_TASK STATEMENT_: Scan the records for the string "RpcClientError" and state how many lines contain it, using the number alone.

_EXERCISE MATERIALS_:
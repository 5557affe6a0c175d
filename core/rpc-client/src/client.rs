use std::{
    error::Error,
    sync::{
        atomic::{AtomicU64, Ordering},
        Arc,
    },
    time::Duration,
};

use jsonrpc_core::{
    response::Output,
    types::{Id, MethodCall, Params, Version},
};
use reqwest::{Client, Url};
use serde_json::Value;

use protocol::{
    async_trait,
    constants::configs::DEFAULT_RPC_TIMEOUT,
    traits::{Context, RpcCaller},
    Display, ProtocolError, ProtocolErrorKind, ProtocolResult,
};

/// JSON-RPC 2.0 over HTTP to a single full node.
#[derive(Clone)]
pub struct RpcClient {
    raw: Client,
    uri: Url,
    id:  Arc<AtomicU64>,
}

impl RpcClient {
    pub fn new(uri: &str) -> ProtocolResult<Self> {
        Self::with_timeout(uri, Duration::from_secs(DEFAULT_RPC_TIMEOUT))
    }

    pub fn with_timeout(uri: &str, timeout: Duration) -> ProtocolResult<Self> {
        let uri = Url::parse(uri).map_err(|e| RpcClientError::InvalidUrl(format!("{uri}: {e}")))?;
        let raw = Client::builder()
            .timeout(timeout)
            .build()
            .map_err(RpcClientError::Transport)?;

        Ok(RpcClient {
            raw,
            uri,
            id: Arc::new(AtomicU64::new(0)),
        })
    }

    pub fn uri(&self) -> &Url {
        &self.uri
    }

    fn build_request(&self, method: &str, params: Vec<Value>) -> MethodCall {
        MethodCall {
            jsonrpc: Some(Version::V2),
            method:  method.to_owned(),
            params:  Params::Array(params),
            id:      Id::Num(self.id.fetch_add(1, Ordering::Relaxed)),
        }
    }
}

#[async_trait]
impl RpcCaller for RpcClient {
    async fn call(&self, _ctx: Context, method: &str, params: Vec<Value>) -> ProtocolResult<Value> {
        let req = self.build_request(method, params);
        log::debug!("[rpc-client]: {} request {:?}", self.uri, req);

        let resp = self
            .raw
            .post(self.uri.clone())
            .json(&req)
            .send()
            .await
            .map_err(RpcClientError::Transport)?;
        let output = resp
            .json::<Output>()
            .await
            .map_err(RpcClientError::Decode)?;

        unpack_output(method, output)
    }
}

fn unpack_output(method: &str, output: Output) -> ProtocolResult<Value> {
    match output {
        Output::Success(success) => Ok(success.result),
        Output::Failure(failure) => {
            log::warn!("[rpc-client]: {} failed {}", method, failure.error);
            Err(RpcClientError::Node {
                method: method.to_owned(),
                error:  failure.error,
            }
            .into())
        }
    }
}

#[derive(Debug, Display)]
pub enum RpcClientError {
    #[display(fmt = "Invalid node url {}", _0)]
    InvalidUrl(String),

    #[display(fmt = "Request failed {:?}", _0)]
    Transport(reqwest::Error),

    #[display(fmt = "Decode response failed {:?}", _0)]
    Decode(reqwest::Error),

    #[display(fmt = "Node answered {} with error {}", method, error)]
    Node {
        method: String,
        error:  jsonrpc_core::Error,
    },
}

impl Error for RpcClientError {}

impl From<RpcClientError> for ProtocolError {
    fn from(error: RpcClientError) -> ProtocolError {
        ProtocolError::new(ProtocolErrorKind::RpcClient, Box::new(error))
    }
}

_TASK SOLUTION_: 9